RECORDS FOR THIS TASK ->
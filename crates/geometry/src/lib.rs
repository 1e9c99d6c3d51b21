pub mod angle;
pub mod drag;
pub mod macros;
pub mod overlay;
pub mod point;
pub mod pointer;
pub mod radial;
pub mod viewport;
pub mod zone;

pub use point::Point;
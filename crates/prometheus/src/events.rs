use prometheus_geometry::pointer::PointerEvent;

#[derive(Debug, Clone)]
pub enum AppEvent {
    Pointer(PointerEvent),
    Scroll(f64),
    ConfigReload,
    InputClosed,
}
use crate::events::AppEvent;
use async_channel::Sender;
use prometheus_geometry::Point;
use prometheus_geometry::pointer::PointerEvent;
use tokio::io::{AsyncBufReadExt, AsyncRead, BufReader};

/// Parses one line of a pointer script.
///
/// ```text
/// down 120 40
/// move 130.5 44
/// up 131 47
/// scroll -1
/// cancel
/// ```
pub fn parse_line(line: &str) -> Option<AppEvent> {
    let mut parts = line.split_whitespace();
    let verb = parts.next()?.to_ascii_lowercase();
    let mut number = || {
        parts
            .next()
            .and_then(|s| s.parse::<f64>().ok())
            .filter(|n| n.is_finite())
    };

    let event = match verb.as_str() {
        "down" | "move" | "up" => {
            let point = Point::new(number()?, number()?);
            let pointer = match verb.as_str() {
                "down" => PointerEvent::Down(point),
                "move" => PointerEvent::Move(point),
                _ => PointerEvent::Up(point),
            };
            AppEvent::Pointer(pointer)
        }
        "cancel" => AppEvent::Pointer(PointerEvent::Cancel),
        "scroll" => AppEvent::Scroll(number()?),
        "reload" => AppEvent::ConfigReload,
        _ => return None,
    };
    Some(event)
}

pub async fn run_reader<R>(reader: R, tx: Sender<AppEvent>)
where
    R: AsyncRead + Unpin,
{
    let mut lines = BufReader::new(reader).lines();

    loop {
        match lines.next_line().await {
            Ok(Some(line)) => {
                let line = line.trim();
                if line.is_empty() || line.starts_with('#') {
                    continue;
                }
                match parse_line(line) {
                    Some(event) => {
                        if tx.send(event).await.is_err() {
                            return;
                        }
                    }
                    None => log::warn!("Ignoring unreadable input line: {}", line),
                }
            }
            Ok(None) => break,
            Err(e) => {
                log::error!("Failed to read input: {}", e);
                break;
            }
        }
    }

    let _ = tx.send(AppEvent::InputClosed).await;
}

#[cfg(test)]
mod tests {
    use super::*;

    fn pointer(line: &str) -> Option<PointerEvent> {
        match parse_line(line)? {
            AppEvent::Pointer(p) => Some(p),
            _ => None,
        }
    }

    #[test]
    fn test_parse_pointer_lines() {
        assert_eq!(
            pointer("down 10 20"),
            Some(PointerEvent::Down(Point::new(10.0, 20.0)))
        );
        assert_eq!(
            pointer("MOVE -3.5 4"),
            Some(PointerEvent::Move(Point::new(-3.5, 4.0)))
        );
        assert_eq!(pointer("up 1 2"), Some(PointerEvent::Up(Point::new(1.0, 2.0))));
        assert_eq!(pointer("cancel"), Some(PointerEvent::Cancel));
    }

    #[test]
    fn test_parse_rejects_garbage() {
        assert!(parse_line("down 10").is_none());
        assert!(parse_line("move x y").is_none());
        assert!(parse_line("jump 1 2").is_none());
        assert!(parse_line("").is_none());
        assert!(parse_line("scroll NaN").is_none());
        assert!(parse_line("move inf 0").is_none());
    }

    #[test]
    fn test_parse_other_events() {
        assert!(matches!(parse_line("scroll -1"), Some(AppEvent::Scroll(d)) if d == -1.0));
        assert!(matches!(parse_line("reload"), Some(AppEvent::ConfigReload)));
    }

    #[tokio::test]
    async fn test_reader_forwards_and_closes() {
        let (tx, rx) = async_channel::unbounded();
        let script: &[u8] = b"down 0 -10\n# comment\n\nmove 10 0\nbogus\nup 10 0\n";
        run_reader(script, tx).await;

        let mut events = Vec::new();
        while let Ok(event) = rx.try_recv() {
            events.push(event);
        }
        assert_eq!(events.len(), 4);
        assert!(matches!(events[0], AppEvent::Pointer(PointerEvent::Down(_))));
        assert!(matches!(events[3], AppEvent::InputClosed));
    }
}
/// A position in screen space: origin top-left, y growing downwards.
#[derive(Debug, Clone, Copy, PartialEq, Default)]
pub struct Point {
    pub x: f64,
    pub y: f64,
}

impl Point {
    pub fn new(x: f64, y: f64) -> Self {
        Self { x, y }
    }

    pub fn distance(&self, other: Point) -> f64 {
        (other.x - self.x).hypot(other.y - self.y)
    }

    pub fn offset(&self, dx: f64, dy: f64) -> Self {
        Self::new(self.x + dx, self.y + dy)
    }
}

EXERCISE REQUIREMENTS ->
Once more, write out the entries exactly as they were written.

ANSWER SPACE ->
filename crates/geometry/src/lib.rs
repository 1e9c99d6c3d51b21
pub mod angle;
pub mod drag;
pub mod macros;
pub mod overlay;
pub mod point;
pub mod pointer;
pub mod radial;
pub mod viewport;
pub mod zone;

pub use point::Point;
filename crates/prometheus/src/events.rs
use prometheus_geometry::pointer::PointerEvent;

#[derive(Debug, Clone)]
pub enum AppEvent {
    Pointer(PointerEvent),
    Scroll(f64),
    ConfigReload,
    InputClosed,
}
use crate::events::AppEvent;
use async_channel::Sender;
use prometheus_geometry::Point;
use prometheus_geometry::pointer::PointerEvent;
use tokio::io::{AsyncBufReadExt, AsyncRead, BufReader};

/// Parses one line of a pointer script.
///
/// ```text
/// down 120 40
/// move 130.5 44
/// up 131 47
/// scroll -1
/// cancel
/// ```
pub fn parse_line(line: &str) -> Option<AppEvent> {
    let mut parts = line.split_whitespace();
    let verb = parts.next()?.to_ascii_lowercase();
    let mut number = || {
        parts
            .next()
            .and_then(|s| s.parse::<f64>().ok())
            .filter(|n| n.is_finite())
    };

    let event = match verb.as_str() {
        "down" | "move" | "up" => {
            let point = Point::new(number()?, number()?);
            let pointer = match verb.as_str() {
                "down" => PointerEvent::Down(point),
                "move" => PointerEvent::Move(point),
                _ => PointerEvent::Up(point),
            };
            AppEvent::Pointer(pointer)
        }
        "cancel" => AppEvent::Pointer(PointerEvent::Cancel),
        "scroll" => AppEvent::Scroll(number()?),
        "reload" => AppEvent::ConfigReload,
        _ => return None,
    };
    Some(event)
}

pub async fn run_reader<R>(reader: R, tx: Sender<AppEvent>)
where
    R: AsyncRead + Unpin,
{
    let mut lines = BufReader::new(reader).lines();

    loop {
        match lines.next_line().await {
            Ok(Some(line)) => {
                let line = line.trim();
                if line.is_empty() || line.starts_with('#') {
                    continue;
                }
                match parse_line(line) {
                    Some(event) => {
                        if tx.send(event).await.is_err() {
                            return;
                        }
                    }
                    None => log::warn!("Ignoring unreadable input line: {}", line),
                }
            }
            Ok(None) => break,
            Err(e) => {
                log::error!("Failed to read input: {}", e);
                break;
            }
        }
    }

    let _ = tx.send(AppEvent::InputClosed).await;
}

#[cfg(test)]
mod tests {
    use super::*;

    fn pointer(line: &str) -> Option<PointerEvent> {
        match parse_line(line)? {
            AppEvent::Pointer(p) => Some(p),
            _ => None,
        }
    }

    #[test]
    fn test_parse_pointer_lines() {
        assert_eq!(
            pointer("down 10 20"),
            Some(PointerEvent::Down(Point::new(10.0, 20.0)))
        );
        assert_eq!(
            pointer("MOVE -3.5 4"),
            Some(PointerEvent::Move(Point::new(-3.5, 4.0)))
        );
        assert_eq!(pointer("up 1 2"), Some(PointerEvent::Up(Point::new(1.0, 2.0))));
        assert_eq!(pointer("cancel"), Some(PointerEvent::Cancel));
    }

    #[test]
    fn test_parse_rejects_garbage() {
        assert!(parse_line("down 10").is_none());
        assert!(parse_line("move x y").is_none());
        assert!(parse_line("jump 1 2").is_none());
        assert!(parse_line("").is_none());
        assert!(parse_line("scroll NaN").is_none());
        assert!(parse_line("move inf 0").is_none());
    }

    #[test]
    fn test_parse_other_events() {
        assert!(matches!(parse_line("scroll -1"), Some(AppEvent::Scroll(d)) if d == -1.0));
        assert!(matches!(parse_line("reload"), Some(AppEvent::ConfigReload)));
    }

    #[tokio::test]
    async fn test_reader_forwards_and_closes() {
        let (tx, rx) = async_channel::unbounded();
        let script: &[u8] = b"down 0 -10\n# comment\n\nmove 10 0\nbogus\nup 10 0\n";
        run_reader(script, tx).await;

        let mut events = Vec::new();
        while let Ok(event) = rx.try_recv() {
            events.push(event);
        }
        assert_eq!(events.len(), 4);
        assert!(matches!(events[0], AppEvent::Pointer(PointerEvent::Down(_))));
        assert!(matches!(events[3], AppEvent::InputClosed));
    }
}
/// A position in screen space: origin top-left, y growing downwards.
#[derive(Debug, Clone, Copy, PartialEq, Default)]
pub struct Point {
    pub x: f64,
    pub y: f64,
}

impl Point {
    pub fn new(x: f64, y: f64) -> Self {
        Self { x, y }
    }

    pub fn distance(&self, other: Point) -> f64 {
        (other.x - self.x).hypot(other.y - self.y)
    }

    pub fn offset(&self, dx: f64, dy: f64) -> Self {
        Self::new(self.x + dx, self.y + dy)
    }
}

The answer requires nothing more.